- **What you are asked to do**: Quote the records below word for word, please, from the very first line through the one that contains "repository 80d186a11b821ee5", and nothing beyond it.

**** Information given ****

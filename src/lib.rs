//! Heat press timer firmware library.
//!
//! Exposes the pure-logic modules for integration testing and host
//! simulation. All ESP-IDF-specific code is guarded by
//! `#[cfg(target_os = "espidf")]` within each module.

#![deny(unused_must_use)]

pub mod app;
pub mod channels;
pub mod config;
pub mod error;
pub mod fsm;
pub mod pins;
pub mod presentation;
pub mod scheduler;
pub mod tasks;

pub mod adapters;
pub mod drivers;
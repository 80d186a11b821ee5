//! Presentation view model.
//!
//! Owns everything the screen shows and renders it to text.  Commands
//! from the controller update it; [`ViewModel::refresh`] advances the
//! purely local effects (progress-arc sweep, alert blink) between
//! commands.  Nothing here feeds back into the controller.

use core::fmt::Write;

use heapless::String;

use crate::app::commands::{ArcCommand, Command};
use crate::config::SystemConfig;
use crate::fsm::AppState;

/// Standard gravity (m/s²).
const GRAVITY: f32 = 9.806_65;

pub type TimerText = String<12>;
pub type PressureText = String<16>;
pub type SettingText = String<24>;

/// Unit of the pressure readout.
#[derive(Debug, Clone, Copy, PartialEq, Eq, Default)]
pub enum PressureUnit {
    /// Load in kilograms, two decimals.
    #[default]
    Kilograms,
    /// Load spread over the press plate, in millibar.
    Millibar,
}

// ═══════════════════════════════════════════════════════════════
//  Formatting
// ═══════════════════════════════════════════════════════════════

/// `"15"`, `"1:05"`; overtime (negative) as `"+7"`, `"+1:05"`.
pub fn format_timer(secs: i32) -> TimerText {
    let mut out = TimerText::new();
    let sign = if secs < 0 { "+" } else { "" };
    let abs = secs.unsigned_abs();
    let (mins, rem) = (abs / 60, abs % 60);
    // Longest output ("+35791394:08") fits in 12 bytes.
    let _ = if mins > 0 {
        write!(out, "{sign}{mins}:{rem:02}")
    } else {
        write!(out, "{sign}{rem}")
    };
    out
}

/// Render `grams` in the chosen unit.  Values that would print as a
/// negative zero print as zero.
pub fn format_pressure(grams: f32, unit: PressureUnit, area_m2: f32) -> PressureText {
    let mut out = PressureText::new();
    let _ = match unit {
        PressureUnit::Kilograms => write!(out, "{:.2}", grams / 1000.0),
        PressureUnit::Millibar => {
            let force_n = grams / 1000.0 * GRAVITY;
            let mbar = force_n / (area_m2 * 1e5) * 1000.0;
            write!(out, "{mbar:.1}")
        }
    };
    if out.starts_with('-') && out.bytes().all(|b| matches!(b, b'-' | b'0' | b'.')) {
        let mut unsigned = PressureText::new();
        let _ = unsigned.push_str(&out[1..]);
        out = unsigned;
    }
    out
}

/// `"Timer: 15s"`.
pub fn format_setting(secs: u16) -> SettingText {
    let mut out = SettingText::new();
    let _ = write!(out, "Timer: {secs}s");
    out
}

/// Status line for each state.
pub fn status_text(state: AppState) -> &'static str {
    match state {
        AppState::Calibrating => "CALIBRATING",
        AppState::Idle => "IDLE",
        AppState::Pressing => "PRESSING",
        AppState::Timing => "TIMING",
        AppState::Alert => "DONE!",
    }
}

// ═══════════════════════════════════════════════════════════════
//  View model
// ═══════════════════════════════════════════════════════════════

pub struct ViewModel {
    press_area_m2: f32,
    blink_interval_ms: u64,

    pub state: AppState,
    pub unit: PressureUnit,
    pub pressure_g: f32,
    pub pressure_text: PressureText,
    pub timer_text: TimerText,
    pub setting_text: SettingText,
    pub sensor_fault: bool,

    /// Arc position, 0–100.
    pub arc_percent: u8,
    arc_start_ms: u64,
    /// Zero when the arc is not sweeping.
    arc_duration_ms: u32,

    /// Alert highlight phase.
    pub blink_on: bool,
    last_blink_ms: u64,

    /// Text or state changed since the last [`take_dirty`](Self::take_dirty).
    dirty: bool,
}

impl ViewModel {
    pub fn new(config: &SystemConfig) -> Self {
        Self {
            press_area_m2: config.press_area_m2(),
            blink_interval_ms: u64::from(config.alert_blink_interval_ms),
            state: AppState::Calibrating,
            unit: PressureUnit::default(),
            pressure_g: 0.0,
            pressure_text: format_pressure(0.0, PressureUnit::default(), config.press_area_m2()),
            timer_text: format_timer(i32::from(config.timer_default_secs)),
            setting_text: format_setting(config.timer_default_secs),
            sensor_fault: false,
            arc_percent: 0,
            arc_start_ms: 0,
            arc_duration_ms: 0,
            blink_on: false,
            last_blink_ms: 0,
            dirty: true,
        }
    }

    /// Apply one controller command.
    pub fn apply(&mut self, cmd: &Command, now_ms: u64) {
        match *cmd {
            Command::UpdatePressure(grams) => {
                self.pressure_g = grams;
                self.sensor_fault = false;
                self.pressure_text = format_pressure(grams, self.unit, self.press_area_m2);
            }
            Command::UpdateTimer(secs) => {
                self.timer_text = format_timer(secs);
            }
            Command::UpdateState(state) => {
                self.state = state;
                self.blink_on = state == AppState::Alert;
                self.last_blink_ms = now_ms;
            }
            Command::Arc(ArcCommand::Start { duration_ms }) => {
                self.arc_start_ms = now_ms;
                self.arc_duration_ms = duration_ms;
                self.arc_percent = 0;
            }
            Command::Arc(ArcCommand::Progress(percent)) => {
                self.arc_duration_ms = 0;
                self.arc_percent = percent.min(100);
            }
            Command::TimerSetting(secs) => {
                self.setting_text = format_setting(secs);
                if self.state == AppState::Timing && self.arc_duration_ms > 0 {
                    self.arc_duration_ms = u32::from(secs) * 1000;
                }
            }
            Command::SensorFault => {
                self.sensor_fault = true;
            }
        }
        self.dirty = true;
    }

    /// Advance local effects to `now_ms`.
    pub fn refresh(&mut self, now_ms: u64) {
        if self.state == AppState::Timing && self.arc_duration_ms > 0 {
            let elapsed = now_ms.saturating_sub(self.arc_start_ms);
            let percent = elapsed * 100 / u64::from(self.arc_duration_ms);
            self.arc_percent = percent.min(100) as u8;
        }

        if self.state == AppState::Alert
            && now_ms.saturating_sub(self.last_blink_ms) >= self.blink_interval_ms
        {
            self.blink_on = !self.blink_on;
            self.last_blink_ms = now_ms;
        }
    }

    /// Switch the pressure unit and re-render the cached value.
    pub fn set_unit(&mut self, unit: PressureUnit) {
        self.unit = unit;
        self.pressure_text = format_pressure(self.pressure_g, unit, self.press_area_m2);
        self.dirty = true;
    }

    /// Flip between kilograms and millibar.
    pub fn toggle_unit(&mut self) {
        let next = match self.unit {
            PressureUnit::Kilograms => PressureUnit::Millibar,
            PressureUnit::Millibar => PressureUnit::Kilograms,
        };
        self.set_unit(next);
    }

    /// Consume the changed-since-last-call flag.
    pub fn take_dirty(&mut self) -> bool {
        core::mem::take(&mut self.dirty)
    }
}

****

- **Response**:
filename src/lib.rs
//! Heat press timer firmware library.
//!
//! Exposes the pure-logic modules for integration testing and host
//! simulation. All ESP-IDF-specific code is guarded by
//! `#[cfg(target_os = "espidf")]` within each module.

#![deny(unused_must_use)]

pub mod app;
pub mod channels;
pub mod config;
pub mod error;
pub mod fsm;
pub mod pins;
pub mod presentation;
pub mod scheduler;
pub mod tasks;

pub mod adapters;
pub mod drivers;
repository 80d186a11b821ee5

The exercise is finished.